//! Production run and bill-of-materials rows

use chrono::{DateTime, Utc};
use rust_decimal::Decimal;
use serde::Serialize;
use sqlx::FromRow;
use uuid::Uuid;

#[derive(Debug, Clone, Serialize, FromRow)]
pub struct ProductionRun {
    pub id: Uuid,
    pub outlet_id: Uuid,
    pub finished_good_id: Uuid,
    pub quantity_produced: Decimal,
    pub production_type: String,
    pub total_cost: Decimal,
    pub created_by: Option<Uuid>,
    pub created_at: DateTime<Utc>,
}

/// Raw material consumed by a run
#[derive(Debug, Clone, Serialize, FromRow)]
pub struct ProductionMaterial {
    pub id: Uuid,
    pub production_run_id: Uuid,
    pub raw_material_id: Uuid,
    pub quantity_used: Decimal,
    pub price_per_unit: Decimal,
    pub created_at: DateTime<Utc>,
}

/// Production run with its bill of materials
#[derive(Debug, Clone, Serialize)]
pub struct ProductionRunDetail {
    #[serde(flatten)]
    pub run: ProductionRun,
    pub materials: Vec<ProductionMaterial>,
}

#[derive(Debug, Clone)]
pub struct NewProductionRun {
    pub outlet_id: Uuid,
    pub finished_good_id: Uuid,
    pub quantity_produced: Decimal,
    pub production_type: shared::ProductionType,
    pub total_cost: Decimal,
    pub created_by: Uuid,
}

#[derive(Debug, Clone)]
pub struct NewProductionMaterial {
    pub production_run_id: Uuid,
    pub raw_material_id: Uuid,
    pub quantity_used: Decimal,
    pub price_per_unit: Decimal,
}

...

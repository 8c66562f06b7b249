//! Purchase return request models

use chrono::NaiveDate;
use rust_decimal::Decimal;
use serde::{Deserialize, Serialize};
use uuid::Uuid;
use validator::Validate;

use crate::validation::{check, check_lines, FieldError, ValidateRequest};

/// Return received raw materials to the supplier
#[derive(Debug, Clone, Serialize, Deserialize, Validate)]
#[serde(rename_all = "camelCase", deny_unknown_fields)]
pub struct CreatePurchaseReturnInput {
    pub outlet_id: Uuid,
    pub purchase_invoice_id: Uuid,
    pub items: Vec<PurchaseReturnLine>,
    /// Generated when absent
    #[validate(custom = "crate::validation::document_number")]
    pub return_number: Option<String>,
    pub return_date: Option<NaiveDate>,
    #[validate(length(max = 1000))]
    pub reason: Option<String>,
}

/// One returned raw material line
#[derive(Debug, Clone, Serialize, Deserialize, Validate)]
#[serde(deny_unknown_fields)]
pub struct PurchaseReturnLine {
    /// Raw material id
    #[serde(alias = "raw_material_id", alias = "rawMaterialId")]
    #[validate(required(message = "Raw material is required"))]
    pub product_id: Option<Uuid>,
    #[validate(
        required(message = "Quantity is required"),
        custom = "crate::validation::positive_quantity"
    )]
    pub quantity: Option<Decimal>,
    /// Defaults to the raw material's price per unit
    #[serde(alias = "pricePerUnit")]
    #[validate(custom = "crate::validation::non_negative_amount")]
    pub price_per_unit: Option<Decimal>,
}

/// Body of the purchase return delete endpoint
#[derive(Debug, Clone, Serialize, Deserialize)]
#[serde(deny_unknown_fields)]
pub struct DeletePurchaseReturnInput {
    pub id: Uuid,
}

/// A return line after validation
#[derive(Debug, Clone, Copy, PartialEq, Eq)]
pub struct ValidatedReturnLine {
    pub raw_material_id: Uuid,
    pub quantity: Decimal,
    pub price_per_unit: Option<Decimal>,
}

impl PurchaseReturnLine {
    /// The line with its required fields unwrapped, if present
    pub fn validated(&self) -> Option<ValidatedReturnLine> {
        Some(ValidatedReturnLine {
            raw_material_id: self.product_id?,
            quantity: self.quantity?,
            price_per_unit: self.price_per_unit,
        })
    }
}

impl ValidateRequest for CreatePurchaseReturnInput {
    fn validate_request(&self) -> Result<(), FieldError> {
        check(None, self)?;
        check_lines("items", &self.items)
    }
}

...

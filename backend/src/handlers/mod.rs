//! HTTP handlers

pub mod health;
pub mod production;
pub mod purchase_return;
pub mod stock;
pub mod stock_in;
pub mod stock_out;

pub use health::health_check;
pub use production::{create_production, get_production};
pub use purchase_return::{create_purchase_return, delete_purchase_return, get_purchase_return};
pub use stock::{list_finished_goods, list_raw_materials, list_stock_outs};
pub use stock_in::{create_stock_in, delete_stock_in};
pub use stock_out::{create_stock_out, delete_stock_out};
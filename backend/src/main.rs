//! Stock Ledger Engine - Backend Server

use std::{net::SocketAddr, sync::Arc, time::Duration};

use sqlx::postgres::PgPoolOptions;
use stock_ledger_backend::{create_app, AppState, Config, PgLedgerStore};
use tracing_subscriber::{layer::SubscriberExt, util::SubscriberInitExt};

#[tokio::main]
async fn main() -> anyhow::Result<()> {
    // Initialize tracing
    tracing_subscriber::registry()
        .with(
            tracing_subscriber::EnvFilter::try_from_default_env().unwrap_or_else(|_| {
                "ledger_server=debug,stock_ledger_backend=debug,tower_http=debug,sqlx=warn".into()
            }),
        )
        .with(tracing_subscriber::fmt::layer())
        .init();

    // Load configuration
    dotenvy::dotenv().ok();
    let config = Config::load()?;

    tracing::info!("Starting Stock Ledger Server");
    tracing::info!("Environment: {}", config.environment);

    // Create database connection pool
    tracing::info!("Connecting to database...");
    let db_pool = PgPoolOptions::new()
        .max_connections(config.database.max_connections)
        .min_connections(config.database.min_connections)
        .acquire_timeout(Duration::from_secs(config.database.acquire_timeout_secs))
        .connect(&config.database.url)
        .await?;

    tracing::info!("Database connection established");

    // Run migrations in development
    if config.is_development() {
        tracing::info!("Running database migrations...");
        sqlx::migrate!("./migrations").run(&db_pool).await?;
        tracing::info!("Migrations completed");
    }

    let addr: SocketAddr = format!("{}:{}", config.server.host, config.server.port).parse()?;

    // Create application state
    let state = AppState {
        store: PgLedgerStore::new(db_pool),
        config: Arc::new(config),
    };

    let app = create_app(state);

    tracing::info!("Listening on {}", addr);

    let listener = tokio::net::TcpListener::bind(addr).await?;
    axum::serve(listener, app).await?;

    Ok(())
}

▶ [EXERCISE DESCRIPTION]:
The lines sought are those in the data above that include the string "with"; copy each one.

▶ [THE COMPLETED TASK]:
/// Production run with its bill of materials
    /// The line with its required fields unwrapped, if present
        .with(
        .with(tracing_subscriber::fmt::layer())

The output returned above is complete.